* _YOUR OBJECTIVE_
For each entry in the listing, produce an exact copy.

* _MATERIAL PROVIDED_
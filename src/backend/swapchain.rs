// Swapchain - Window presentation
//
// Negotiates format, present mode and extent with the surface and owns the
// presentable images. Recreation hands the previous handle to the driver
// so it can recycle resources during the swap.

use anyhow::{Context, Result};
use ash::vk;
use std::sync::Arc;

use super::handle::Unique;
use super::GpuDevice;
use crate::error::RendererError;

/// Format the swapchain asks for when the surface leaves the choice open.
pub const PREFERRED_SURFACE_FORMAT: vk::SurfaceFormatKHR = vk::SurfaceFormatKHR {
    format: vk::Format::B8G8R8A8_UNORM,
    color_space: vk::ColorSpaceKHR::SRGB_NONLINEAR,
};

/// Surface capabilities, formats and present modes for one physical device.
#[derive(Debug, Clone, Default)]
pub struct SurfaceSupport {
    pub capabilities: vk::SurfaceCapabilitiesKHR,
    pub formats: Vec<vk::SurfaceFormatKHR>,
    pub present_modes: Vec<vk::PresentModeKHR>,
}

impl SurfaceSupport {
    pub fn is_adequate(&self) -> bool {
        !self.formats.is_empty() && !self.present_modes.is_empty()
    }
}

/// Pick the surface format.
///
/// A lone `UNDEFINED` entry means the surface accepts anything, so the
/// preferred pair is returned. Otherwise the preferred pair wins if listed,
/// and the first listed format is the fallback.
pub fn choose_surface_format(formats: &[vk::SurfaceFormatKHR]) -> Option<vk::SurfaceFormatKHR> {
    if let [only] = formats {
        if only.format == vk::Format::UNDEFINED {
            return Some(PREFERRED_SURFACE_FORMAT);
        }
    }

    formats
        .iter()
        .find(|f| {
            f.format == PREFERRED_SURFACE_FORMAT.format
                && f.color_space == PREFERRED_SURFACE_FORMAT.color_space
        })
        .or_else(|| formats.first())
        .copied()
}

/// Pick the present mode: MAILBOX anywhere in the list, else IMMEDIATE,
/// else FIFO (always supported).
pub fn choose_present_mode(modes: &[vk::PresentModeKHR]) -> vk::PresentModeKHR {
    let mut best = vk::PresentModeKHR::FIFO;

    for &mode in modes {
        if mode == vk::PresentModeKHR::MAILBOX {
            return mode;
        }
        if mode == vk::PresentModeKHR::IMMEDIATE {
            best = mode;
        }
    }

    best
}

/// Pick the extent: the surface's current extent when it defines one,
/// otherwise the window size clamped into the supported range.
pub fn choose_extent(
    capabilities: &vk::SurfaceCapabilitiesKHR,
    window_extent: vk::Extent2D,
) -> vk::Extent2D {
    if capabilities.current_extent.width != u32::MAX {
        return capabilities.current_extent;
    }

    vk::Extent2D {
        width: window_extent.width.clamp(
            capabilities.min_image_extent.width,
            capabilities.max_image_extent.width,
        ),
        height: window_extent.height.clamp(
            capabilities.min_image_extent.height,
            capabilities.max_image_extent.height,
        ),
    }
}

/// `minImageCount + 1`, bounded by `maxImageCount` when the surface sets one.
pub fn choose_image_count(capabilities: &vk::SurfaceCapabilitiesKHR) -> u32 {
    let mut image_count = capabilities.min_image_count + 1;
    if capabilities.max_image_count > 0 && image_count > capabilities.max_image_count {
        image_count = capabilities.max_image_count;
    }
    image_count
}

/// Result of asking the swapchain for the next image.
#[derive(Debug, Clone, Copy, PartialEq, Eq)]
pub enum AcquiredImage {
    Ready { index: u32, suboptimal: bool },
    OutOfDate,
}

/// Result of presenting an image.
#[derive(Debug, Clone, Copy, PartialEq, Eq)]
pub enum PresentStatus {
    Optimal,
    Suboptimal,
    OutOfDate,
}

impl PresentStatus {
    pub fn needs_recreation(self) -> bool {
        !matches!(self, PresentStatus::Optimal)
    }
}

pub struct Swapchain<D: GpuDevice> {
    handle: Unique<D, vk::SwapchainKHR>,
    pub images: Vec<vk::Image>,
    pub format: vk::Format,
    pub extent: vk::Extent2D,
    pub present_mode: vk::PresentModeKHR,
    device: Arc<D>,
}

impl<D: GpuDevice> Swapchain<D> {
    /// Create a swapchain sized for `window_extent`.
    ///
    /// Pass the current swapchain's handle as `old` when recreating; the old
    /// swapchain must stay alive until this call returns.
    pub fn new(device: &Arc<D>, window_extent: vk::Extent2D, old: vk::SwapchainKHR) -> Result<Self> {
        let support = device
            .surface_support()
            .context("Failed to query surface support")?;

        let surface_format =
            choose_surface_format(&support.formats).ok_or(RendererError::NoSurfaceFormat)?;
        let present_mode = choose_present_mode(&support.present_modes);
        let extent = choose_extent(&support.capabilities, window_extent);
        let image_count = choose_image_count(&support.capabilities);

        log::info!(
            "Creating swapchain: {}x{}, {:?}, {:?}",
            extent.width,
            extent.height,
            surface_format.format,
            present_mode
        );

        let families = device.queue_families();
        let family_indices = [families.graphics, families.present];

        let mut create_info = vk::SwapchainCreateInfoKHR::builder()
            .surface(device.surface())
            .min_image_count(image_count)
            .image_format(surface_format.format)
            .image_color_space(surface_format.color_space)
            .image_extent(extent)
            .image_array_layers(1)
            .image_usage(vk::ImageUsageFlags::COLOR_ATTACHMENT)
            .pre_transform(support.capabilities.current_transform)
            .composite_alpha(vk::CompositeAlphaFlagsKHR::OPAQUE)
            .present_mode(present_mode)
            .clipped(true)
            .old_swapchain(old);

        create_info = if families.is_shared() {
            create_info.image_sharing_mode(vk::SharingMode::EXCLUSIVE)
        } else {
            create_info
                .image_sharing_mode(vk::SharingMode::CONCURRENT)
                .queue_family_indices(&family_indices)
        };

        let raw = device
            .create_swapchain(&create_info)
            .context("Failed to create swapchain")?;
        let handle = Unique::new(device, raw);

        let images = device
            .swapchain_images(raw)
            .context("Failed to get swapchain images")?;

        log::info!("Created swapchain with {} images", images.len());

        Ok(Self {
            handle,
            images,
            format: surface_format.format,
            extent,
            present_mode,
            device: Arc::clone(device),
        })
    }

    pub fn handle(&self) -> vk::SwapchainKHR {
        self.handle.raw()
    }

    /// Acquire next image, waiting without timeout.
    ///
    /// `OutOfDate` is reported as a status, anything other than success or
    /// suboptimal is an error.
    pub fn acquire_next_image(&self, semaphore: vk::Semaphore) -> Result<AcquiredImage> {
        match self.device.acquire_next_image(self.handle(), u64::MAX, semaphore) {
            Ok((index, suboptimal)) => Ok(AcquiredImage::Ready { index, suboptimal }),
            Err(vk::Result::ERROR_OUT_OF_DATE_KHR) => Ok(AcquiredImage::OutOfDate),
            Err(e) => Err(e).context("Failed to acquire swapchain image"),
        }
    }

    /// Present `image_index` once `wait_semaphores` are signaled.
    pub fn present(&self, image_index: u32, wait_semaphores: &[vk::Semaphore]) -> Result<PresentStatus> {
        let swapchains = [self.handle()];
        let image_indices = [image_index];

        let present_info = vk::PresentInfoKHR::builder()
            .wait_semaphores(wait_semaphores)
            .swapchains(&swapchains)
            .image_indices(&image_indices);

        match self.device.queue_present(self.device.present_queue(), &present_info) {
            Ok(false) => Ok(PresentStatus::Optimal),
            Ok(true) => Ok(PresentStatus::Suboptimal),
            Err(vk::Result::ERROR_OUT_OF_DATE_KHR) => Ok(PresentStatus::OutOfDate),
            Err(e) => Err(e).context("Failed to present swapchain image"),
        }
    }
}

* _OUTPUT OF THE EXERCISE_
filename src/backend/swapchain.rs
// Swapchain - Window presentation
//
// Negotiates format, present mode and extent with the surface and owns the
// presentable images. Recreation hands the previous handle to the driver
// so it can recycle resources during the swap.

use anyhow::{Context, Result};
use ash::vk;
use std::sync::Arc;

use super::handle::Unique;
use super::GpuDevice;
use crate::error::RendererError;

/// Format the swapchain asks for when the surface leaves the choice open.
pub const PREFERRED_SURFACE_FORMAT: vk::SurfaceFormatKHR = vk::SurfaceFormatKHR {
    format: vk::Format::B8G8R8A8_UNORM,
    color_space: vk::ColorSpaceKHR::SRGB_NONLINEAR,
};

/// Surface capabilities, formats and present modes for one physical device.
#[derive(Debug, Clone, Default)]
pub struct SurfaceSupport {
    pub capabilities: vk::SurfaceCapabilitiesKHR,
    pub formats: Vec<vk::SurfaceFormatKHR>,
    pub present_modes: Vec<vk::PresentModeKHR>,
}

impl SurfaceSupport {
    pub fn is_adequate(&self) -> bool {
        !self.formats.is_empty() && !self.present_modes.is_empty()
    }
}

/// Pick the surface format.
///
/// A lone `UNDEFINED` entry means the surface accepts anything, so the
/// preferred pair is returned. Otherwise the preferred pair wins if listed,
/// and the first listed format is the fallback.
pub fn choose_surface_format(formats: &[vk::SurfaceFormatKHR]) -> Option<vk::SurfaceFormatKHR> {
    if let [only] = formats {
        if only.format == vk::Format::UNDEFINED {
            return Some(PREFERRED_SURFACE_FORMAT);
        }
    }

    formats
        .iter()
        .find(|f| {
            f.format == PREFERRED_SURFACE_FORMAT.format
                && f.color_space == PREFERRED_SURFACE_FORMAT.color_space
        })
        .or_else(|| formats.first())
        .copied()
}

/// Pick the present mode: MAILBOX anywhere in the list, else IMMEDIATE,
/// else FIFO (always supported).
pub fn choose_present_mode(modes: &[vk::PresentModeKHR]) -> vk::PresentModeKHR {
    let mut best = vk::PresentModeKHR::FIFO;

    for &mode in modes {
        if mode == vk::PresentModeKHR::MAILBOX {
            return mode;
        }
        if mode == vk::PresentModeKHR::IMMEDIATE {
            best = mode;
        }
    }

    best
}

/// Pick the extent: the surface's current extent when it defines one,
/// otherwise the window size clamped into the supported range.
pub fn choose_extent(
    capabilities: &vk::SurfaceCapabilitiesKHR,
    window_extent: vk::Extent2D,
) -> vk::Extent2D {
    if capabilities.current_extent.width != u32::MAX {
        return capabilities.current_extent;
    }

    vk::Extent2D {
        width: window_extent.width.clamp(
            capabilities.min_image_extent.width,
            capabilities.max_image_extent.width,
        ),
        height: window_extent.height.clamp(
            capabilities.min_image_extent.height,
            capabilities.max_image_extent.height,
        ),
    }
}

/// `minImageCount + 1`, bounded by `maxImageCount` when the surface sets one.
pub fn choose_image_count(capabilities: &vk::SurfaceCapabilitiesKHR) -> u32 {
    let mut image_count = capabilities.min_image_count + 1;
    if capabilities.max_image_count > 0 && image_count > capabilities.max_image_count {
        image_count = capabilities.max_image_count;
    }
    image_count
}

/// Result of asking the swapchain for the next image.
#[derive(Debug, Clone, Copy, PartialEq, Eq)]
pub enum AcquiredImage {
    Ready { index: u32, suboptimal: bool },
    OutOfDate,
}

/// Result of presenting an image.
#[derive(Debug, Clone, Copy, PartialEq, Eq)]
pub enum PresentStatus {
    Optimal,
    Suboptimal,
    OutOfDate,
}

impl PresentStatus {
    pub fn needs_recreation(self) -> bool {
        !matches!(self, PresentStatus::Optimal)
    }
}

pub struct Swapchain<D: GpuDevice> {
    handle: Unique<D, vk::SwapchainKHR>,
    pub images: Vec<vk::Image>,
    pub format: vk::Format,
    pub extent: vk::Extent2D,
    pub present_mode: vk::PresentModeKHR,
    device: Arc<D>,
}

impl<D: GpuDevice> Swapchain<D> {
    /// Create a swapchain sized for `window_extent`.
    ///
    /// Pass the current swapchain's handle as `old` when recreating; the old
    /// swapchain must stay alive until this call returns.
    pub fn new(device: &Arc<D>, window_extent: vk::Extent2D, old: vk::SwapchainKHR) -> Result<Self> {
        let support = device
            .surface_support()
            .context("Failed to query surface support")?;

        let surface_format =
            choose_surface_format(&support.formats).ok_or(RendererError::NoSurfaceFormat)?;
        let present_mode = choose_present_mode(&support.present_modes);
        let extent = choose_extent(&support.capabilities, window_extent);
        let image_count = choose_image_count(&support.capabilities);

        log::info!(
            "Creating swapchain: {}x{}, {:?}, {:?}",
            extent.width,
            extent.height,
            surface_format.format,
            present_mode
        );

        let families = device.queue_families();
        let family_indices = [families.graphics, families.present];

        let mut create_info = vk::SwapchainCreateInfoKHR::builder()
            .surface(device.surface())
            .min_image_count(image_count)
            .image_format(surface_format.format)
            .image_color_space(surface_format.color_space)
            .image_extent(extent)
            .image_array_layers(1)
            .image_usage(vk::ImageUsageFlags::COLOR_ATTACHMENT)
            .pre_transform(support.capabilities.current_transform)
            .composite_alpha(vk::CompositeAlphaFlagsKHR::OPAQUE)
            .present_mode(present_mode)
            .clipped(true)
            .old_swapchain(old);

        create_info = if families.is_shared() {
            create_info.image_sharing_mode(vk::SharingMode::EXCLUSIVE)
        } else {
            create_info
                .image_sharing_mode(vk::SharingMode::CONCURRENT)
                .queue_family_indices(&family_indices)
        };

        let raw = device
            .create_swapchain(&create_info)
            .context("Failed to create swapchain")?;
        let handle = Unique::new(device, raw);

        let images = device
            .swapchain_images(raw)
            .context("Failed to get swapchain images")?;

        log::info!("Created swapchain with {} images", images.len());

        Ok(Self {
            handle,
            images,
            format: surface_format.format,
            extent,
            present_mode,
            device: Arc::clone(device),
        })
    }

    pub fn handle(&self) -> vk::SwapchainKHR {
        self.handle.raw()
    }

    /// Acquire next image, waiting without timeout.
    ///
    /// `OutOfDate` is reported as a status, anything other than success or
    /// suboptimal is an error.
    pub fn acquire_next_image(&self, semaphore: vk::Semaphore) -> Result<AcquiredImage> {
        match self.device.acquire_next_image(self.handle(), u64::MAX, semaphore) {
            Ok((index, suboptimal)) => Ok(AcquiredImage::Ready { index, suboptimal }),
            Err(vk::Result::ERROR_OUT_OF_DATE_KHR) => Ok(AcquiredImage::OutOfDate),
            Err(e) => Err(e).context("Failed to acquire swapchain image"),
        }
    }

    /// Present `image_index` once `wait_semaphores` are signaled.
    pub fn present(&self, image_index: u32, wait_semaphores: &[vk::Semaphore]) -> Result<PresentStatus> {
        let swapchains = [self.handle()];
        let image_indices = [image_index];

        let present_info = vk::PresentInfoKHR::builder()
            .wait_semaphores(wait_semaphores)
            .swapchains(&swapchains)
            .image_indices(&image_indices);

        match self.device.queue_present(self.device.present_queue(), &present_info) {
            Ok(false) => Ok(PresentStatus::Optimal),
            Ok(true) => Ok(PresentStatus::Suboptimal),
            Err(vk::Result::ERROR_OUT_OF_DATE_KHR) => Ok(PresentStatus::OutOfDate),
            Err(e) => Err(e).context("Failed to present swapchain image"),
        }
    }
}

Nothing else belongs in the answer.